I rang a senior cosmetic chemist for this section of the piece. She has worked across multiple European labs over a twenty-five-year career, including stints with several luxury houses I am not going to name, and she has good reasons not to be named here. She agreed to speak to me as a senior formulation chemist who has worked with several European luxury houses. I have respected that. We spoke twice, both times on the phone, both times for over an hour.

I asked her to explain the loophole in her own words, in continuous interview tape. I am going to quote almost the whole answer she gave me, because I think it deserves its own breath:

"The one per cent rule exists for legitimate reasons. At very low concentrations, the precise order of ingredients is harder to verify, and the original framework was not built to police that level. The problem is what the industry has done with the freedom. If you have a serum that uses 0.3 per cent of a marketing-headline active, you can list it fifth on your INCI, between two ingredients the customer doesn't know. The customer reads the label and assumes order means concentration. It does not. Below one per cent, order means whatever the marketing team decided would look most credible on the back of the bottle. If you want to know what is actually in a moisturiser, look at the first three ingredients. After that, you are reading marketing."

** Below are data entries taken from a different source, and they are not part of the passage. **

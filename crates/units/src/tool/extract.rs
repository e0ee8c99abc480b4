//! Defensive argument extraction for untyped tools.
//!
//! Agents may call an untyped tool with a bare value, a JSON document or free text. An
//! [`ExtractionChain`] tries its strategies in order and takes the first definite result.

use super::ToolInput;
use crate::host::JsonObject;
use flowunit_http_tools::HttpToolsError;
use regex::Regex;
use serde_json::{Value, json};
use std::fmt;
use std::sync::LazyLock;

static DIGITS: LazyLock<Regex> = LazyLock::new(|| Regex::new(r"\d+").expect("valid regex"));

/// One way of reading a field value out of raw text.
pub trait ExtractionStrategy: Send + Sync + fmt::Debug {
    fn name(&self) -> &'static str;

    /// `Some` on a definite match, `None` to let the next strategy try.
    fn extract(&self, field: &str, input: &str) -> Option<Value>;
}

/// The whole input is an unsigned integer literal.
#[derive(Debug)]
struct StrictInteger;

impl ExtractionStrategy for StrictInteger {
    fn name(&self) -> &'static str {
        "strict-integer"
    }

    fn extract(&self, _field: &str, input: &str) -> Option<Value> {
        let s = input.trim();
        if s.is_empty() || !s.bytes().all(|b| b.is_ascii_digit()) {
            return None;
        }
        s.parse::<i64>().ok().map(Value::from)
    }
}

/// Strict JSON: a bare number, or an object carrying the field.
#[derive(Debug)]
struct JsonNumberField;

impl ExtractionStrategy for JsonNumberField {
    fn name(&self) -> &'static str {
        "json-field"
    }

    fn extract(&self, field: &str, input: &str) -> Option<Value> {
        match serde_json::from_str::<Value>(input.trim()).ok()? {
            n @ Value::Number(_) => Some(n),
            Value::Object(map) => match map.get(field)? {
                n @ Value::Number(_) => Some(n.clone()),
                Value::String(s) => s.trim().parse::<i64>().ok().map(Value::from),
                _ => None,
            },
            _ => None,
        }
    }
}

/// The first run of digits anywhere in the text.
#[derive(Debug)]
struct FirstInteger;

impl ExtractionStrategy for FirstInteger {
    fn name(&self) -> &'static str {
        "first-integer"
    }

    fn extract(&self, _field: &str, input: &str) -> Option<Value> {
        DIGITS
            .find(input)
            .and_then(|m| m.as_str().parse::<i64>().ok())
            .map(Value::from)
    }
}

/// Strict JSON object carrying the field as a string.
#[derive(Debug)]
struct JsonTextField;

impl ExtractionStrategy for JsonTextField {
    fn name(&self) -> &'static str {
        "json-field"
    }

    fn extract(&self, field: &str, input: &str) -> Option<Value> {
        let parsed: Value = serde_json::from_str(input.trim()).ok()?;
        match parsed.get(field)? {
            s @ Value::String(_) => Some(s.clone()),
            _ => None,
        }
    }
}

/// Any non-blank text, verbatim.
#[derive(Debug)]
struct WholeText;

impl ExtractionStrategy for WholeText {
    fn name(&self) -> &'static str {
        "whole-text"
    }

    fn extract(&self, _field: &str, input: &str) -> Option<Value> {
        (!input.trim().is_empty()).then(|| Value::String(input.to_string()))
    }
}

/// Ordered strategies producing a single named field.
#[derive(Debug)]
pub struct ExtractionChain {
    field: String,
    strategies: Vec<Box<dyn ExtractionStrategy>>,
}

impl ExtractionChain {
    /// strict integer, then strict JSON (number or `{field: n}`), then first integer substring.
    pub fn integer_field(field: impl Into<String>) -> Self {
        Self {
            field: field.into(),
            strategies: vec![
                Box::new(StrictInteger),
                Box::new(JsonNumberField),
                Box::new(FirstInteger),
            ],
        }
    }

    /// strict JSON `{field: "..."}`, then the whole text.
    pub fn text_field(field: impl Into<String>) -> Self {
        Self {
            field: field.into(),
            strategies: vec![Box::new(JsonTextField), Box::new(WholeText)],
        }
    }

    #[must_use]
    pub fn field(&self) -> &str {
        &self.field
    }

    /// Read `field` from the raw text.
    ///
    /// # Errors
    ///
    /// `ArgumentExtraction` when no strategy matches.
    pub fn extract_text(&self, input: &str) -> Result<Value, HttpToolsError> {
        for strategy in &self.strategies {
            if let Some(value) = strategy.extract(&self.field, input) {
                tracing::debug!(field = %self.field, strategy = strategy.name(), "extracted argument");
                return Ok(value);
            }
        }
        Err(HttpToolsError::ArgumentExtraction(format!(
            "no {} found in the input",
            self.field
        )))
    }

    /// Turn a tool input into an argument object.
    ///
    /// Objects and text go through the strategies, so both forms of one payload yield the same
    /// arguments. Bare numbers become `{field: n}`.
    ///
    /// # Errors
    ///
    /// `ArgumentExtraction` when nothing usable is found.
    pub fn extract(&self, input: &ToolInput) -> Result<JsonObject, HttpToolsError> {
        let value = match input {
            ToolInput::Structured(object @ Value::Object(_)) => {
                self.extract_text(&object.to_string())?
            }
            ToolInput::Structured(n @ Value::Number(_)) => n.clone(),
            ToolInput::Structured(Value::String(s)) | ToolInput::Text(s) => self.extract_text(s)?,
            ToolInput::Structured(other) => {
                return Err(HttpToolsError::ArgumentExtraction(format!(
                    "unsupported input {other}; expected a {} value, text or an object",
                    self.field
                )));
            }
        };
        let mut args = JsonObject::new();
        args.insert(self.field.clone(), value);
        Ok(args)
    }
}

/// Wrap raw input for tracing when extraction fails.
#[must_use]
pub fn raw_input(input: &ToolInput) -> JsonObject {
    let raw = match input {
        ToolInput::Structured(v) => v.clone(),
        ToolInput::Text(s) => json!(s),
    };
    let mut out = JsonObject::new();
    out.insert("input".to_string(), raw);
    out
}
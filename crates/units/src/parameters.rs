//! Declared unit parameters and their per-record resolution.

use crate::expression;
use crate::host::{JsonObject, ParameterSource};
use flowunit_http_tools::HttpToolsError;
use serde_json::{Number, Value, json};
use std::collections::BTreeSet;

#[derive(Debug, Clone, PartialEq, Eq)]
pub enum ParameterKind {
    String,
    Number,
    Boolean,
    Options(Vec<String>),
}

impl ParameterKind {
    fn as_str(&self) -> &'static str {
        match self {
            Self::String => "string",
            Self::Number => "number",
            Self::Boolean => "boolean",
            Self::Options(_) => "options",
        }
    }
}

/// One declared parameter. Immutable once the unit is built.
#[derive(Debug, Clone)]
pub struct ParameterDecl {
    name: String,
    kind: ParameterKind,
    default: Value,
    required: bool,
    endpoint: bool,
    lenient: bool,
    shown_for: Option<Vec<String>>,
}

impl ParameterDecl {
    fn new(name: impl Into<String>, kind: ParameterKind, default: Value) -> Self {
        Self {
            name: name.into(),
            kind,
            default,
            required: false,
            endpoint: false,
            lenient: false,
            shown_for: None,
        }
    }

    pub fn string(name: impl Into<String>, default: &str) -> Self {
        Self::new(name, ParameterKind::String, json!(default))
    }

    /// The endpoint URL. Resolving it to an empty value is a configuration error.
    pub fn endpoint(name: impl Into<String>, default: &str) -> Self {
        let mut decl = Self::string(name, default);
        decl.endpoint = true;
        decl.required = true;
        decl
    }

    /// A number; pass `Value::Null` (or `""`) as default for "unset".
    pub fn number(name: impl Into<String>, default: impl Into<Value>) -> Self {
        Self::new(name, ParameterKind::Number, default.into())
    }

    pub fn boolean(name: impl Into<String>, default: bool) -> Self {
        Self::new(name, ParameterKind::Boolean, json!(default))
    }

    pub fn options(name: impl Into<String>, options: &[&str], default: &str) -> Self {
        let options = options.iter().map(|o| (*o).to_string()).collect();
        Self::new(name, ParameterKind::Options(options), json!(default))
    }

    #[must_use]
    pub fn required(mut self) -> Self {
        self.required = true;
        self
    }

    /// A value that fails coercion resolves as unset instead of failing the record.
    #[must_use]
    pub fn lenient(mut self) -> Self {
        self.lenient = true;
        self
    }

    /// Only applicable when the unit's `operation` is one of `operations`.
    #[must_use]
    pub fn shown_for(mut self, operations: &[&str]) -> Self {
        self.shown_for = Some(operations.iter().map(|o| (*o).to_string()).collect());
        self
    }

    #[must_use]
    pub fn name(&self) -> &str {
        &self.name
    }

    #[must_use]
    pub fn kind(&self) -> &ParameterKind {
        &self.kind
    }

    #[must_use]
    pub fn default_value(&self) -> &Value {
        &self.default
    }

    fn applies_to(&self, operation: Option<&str>) -> bool {
        match (&self.shown_for, operation) {
            (None, _) => true,
            (Some(ops), Some(op)) => ops.iter().any(|o| o == op),
            (Some(_), None) => false,
        }
    }

    fn coerce(&self, value: Value) -> Result<Value, HttpToolsError> {
        let mismatch = |v: &Value| {
            HttpToolsError::invalid(format!(
                "parameter '{}' expects a {}, got {v}",
                self.name,
                self.kind.as_str()
            ))
        };

        match &self.kind {
            ParameterKind::String => match value {
                Value::Null => Ok(json!("")),
                Value::String(_) => Ok(value),
                Value::Number(n) => Ok(Value::String(n.to_string())),
                Value::Bool(b) => Ok(Value::String(b.to_string())),
                other => Err(mismatch(&other)),
            },
            ParameterKind::Number => match value {
                Value::Null | Value::Number(_) => Ok(value),
                Value::String(ref s) if s.trim().is_empty() => Ok(Value::Null),
                Value::String(ref s) => parse_number(s.trim()).ok_or_else(|| mismatch(&value)),
                other => Err(mismatch(&other)),
            },
            ParameterKind::Boolean => match value {
                Value::Bool(_) => Ok(value),
                Value::String(ref s) if s == "true" => Ok(json!(true)),
                Value::String(ref s) if s == "false" => Ok(json!(false)),
                other => Err(mismatch(&other)),
            },
            ParameterKind::Options(options) => match value {
                Value::String(ref s) if options.iter().any(|o| o == s) => Ok(value),
                other => Err(HttpToolsError::invalid(format!(
                    "parameter '{}' must be one of [{}], got {other}",
                    self.name,
                    options.join(", ")
                ))),
            },
        }
    }
}

fn parse_number(s: &str) -> Option<Value> {
    if let Ok(i) = s.parse::<i64>() {
        return Some(Value::Number(i.into()));
    }
    s.parse::<f64>()
        .ok()
        .and_then(Number::from_f64)
        .map(Value::Number)
}

fn is_unset(value: &Value) -> bool {
    match value {
        Value::Null => true,
        Value::String(s) => s.trim().is_empty(),
        _ => false,
    }
}

/// The ordered, read-only set of a unit's declared parameters.
#[derive(Debug, Clone, Default)]
pub struct ParameterSet {
    decls: Vec<ParameterDecl>,
}

impl ParameterSet {
    #[must_use]
    pub fn new(decls: Vec<ParameterDecl>) -> Self {
        Self { decls }
    }

    #[must_use]
    pub fn decl(&self, name: &str) -> Option<&ParameterDecl> {
        self.decls.iter().find(|d| d.name == name)
    }

    pub fn iter(&self) -> impl Iterator<Item = &ParameterDecl> {
        self.decls.iter()
    }

    /// Names of the parameters that apply to `operation` (all unconditional ones plus those shown
    /// for it).
    #[must_use]
    pub fn select_applicable_fields(&self, operation: Option<&str>) -> BTreeSet<&str> {
        self.decls
            .iter()
            .filter(|d| d.applies_to(operation))
            .map(|d| d.name.as_str())
            .collect()
    }

    /// Resolve one parameter for record `item_index`.
    ///
    /// Host value, else declared default; then expression evaluation against `record`; then
    /// coercion to the declared kind.
    ///
    /// # Errors
    ///
    /// - `Config` for undeclared names and empty endpoint parameters
    /// - `InvalidArguments` for coercion failures (unless the parameter is lenient) and empty
    ///   required parameters
    pub fn resolve(
        &self,
        name: &str,
        item_index: usize,
        source: &dyn ParameterSource,
        record: &JsonObject,
    ) -> Result<Value, HttpToolsError> {
        let decl = self
            .decl(name)
            .ok_or_else(|| HttpToolsError::config(format!("undeclared parameter '{name}'")))?;

        let raw = source
            .parameter(name, item_index)
            .unwrap_or_else(|| decl.default.clone());
        let value = match decl.coerce(expression::evaluate(&raw, record)?) {
            Ok(value) => value,
            Err(err) if decl.lenient => {
                tracing::debug!(
                    parameter = name,
                    index = item_index,
                    error = %err,
                    "unreadable value treated as unset"
                );
                Value::Null
            }
            Err(err) => return Err(err),
        };

        if decl.required && is_unset(&value) {
            if decl.endpoint {
                return Err(HttpToolsError::config("missing endpoint URL"));
            }
            return Err(HttpToolsError::invalid(format!(
                "parameter '{name}' is required"
            )));
        }
        Ok(value)
    }

    /// Declarations as JSON (name, type, default, required, options, shownFor).
    #[must_use]
    pub fn describe(&self) -> Value {
        let items: Vec<Value> = self
            .decls
            .iter()
            .map(|d| {
                let mut v = json!({
                    "name": d.name,
                    "type": d.kind.as_str(),
                    "default": d.default,
                    "required": d.required,
                });
                if let ParameterKind::Options(options) = &d.kind {
                    v["options"] = json!(options);
                }
                if let Some(ops) = &d.shown_for {
                    v["shownFor"] = json!(ops);
                }
                v
            })
            .collect();
        Value::Array(items)
    }
}

/// Parameter access bound to one record (or to index 0 with an empty record when supplying a
/// tool).
#[derive(Clone, Copy)]
pub struct ItemParameters<'a> {
    set: &'a ParameterSet,
    source: &'a dyn ParameterSource,
    index: usize,
    record: &'a JsonObject,
}

impl<'a> ItemParameters<'a> {
    #[must_use]
    pub fn new(
        set: &'a ParameterSet,
        source: &'a dyn ParameterSource,
        index: usize,
        record: &'a JsonObject,
    ) -> Self {
        Self {
            set,
            source,
            index,
            record,
        }
    }

    #[must_use]
    pub fn index(&self) -> usize {
        self.index
    }

    #[must_use]
    pub fn record(&self) -> &'a JsonObject {
        self.record
    }

    /// # Errors
    ///
    /// See [`ParameterSet::resolve`].
    pub fn get(&self, name: &str) -> Result<Value, HttpToolsError> {
        self.set.resolve(name, self.index, self.source, self.record)
    }

    /// # Errors
    ///
    /// See [`ParameterSet::resolve`].
    pub fn string(&self, name: &str) -> Result<String, HttpToolsError> {
        Ok(match self.get(name)? {
            Value::String(s) => s,
            Value::Null => String::new(),
            other => other.to_string(),
        })
    }

    /// `None` when the resolved value is null or an empty string.
    ///
    /// # Errors
    ///
    /// See [`ParameterSet::resolve`].
    pub fn optional(&self, name: &str) -> Result<Option<Value>, HttpToolsError> {
        let value = self.get(name)?;
        Ok((!is_unset(&value)).then_some(value))
    }

    /// # Errors
    ///
    /// See [`ParameterSet::resolve`]; also `InvalidArguments` if the value is not an integer.
    #[allow(clippy::cast_possible_truncation)]
    pub fn integer(&self, name: &str) -> Result<i64, HttpToolsError> {
        let value = self.get(name)?;
        value
            .as_i64()
            .or_else(|| value.as_f64().map(|f| f.trunc() as i64))
            .ok_or_else(|| HttpToolsError::invalid(format!("parameter '{name}' is not a number")))
    }
}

I had been reading marketing for fourteen years.

PART FIVE

Why the industry has not fixed it

The obvious next question, and the one I asked the chemist on our second call, was this. If water-based formulations are this margin-rich, and the loophole is this widely understood inside the industry, why has nobody quietly moved toward something better?

There are, she told me, three reasons. None of them are very flattering.

The first is the margin model. Water is the cheapest possible filler. Cheaper than glycerin, cheaper than glycols, cheaper than anything that does similar work on skin. Replacing the water in a typical formula with concentrated active ingredients raises the cost of goods between four and ten times. A brand that did this would have to either raise prices further (already optimistic in this category) or accept slimmer margins (a conversation no marketing director wants to have). Neither is commercially attractive. So nobody has it.

The second is texture. Customers have been trained, over forty years of advertising, to expect a moisturiser to spread, absorb quickly, and feel weightless on the skin. Achieving those properties without water requires expensive lipid carrier ingredients with long names: squalane, caprylic and capric triglyceride, olive ester compounds. All of them are several times the cost of water by weight, and none of them deliver the silk-into-cotton skin feel of a well-formulated water-based emulsion. There is, as the chemist put it dryly, "a reason every cream feels the same when you put it on."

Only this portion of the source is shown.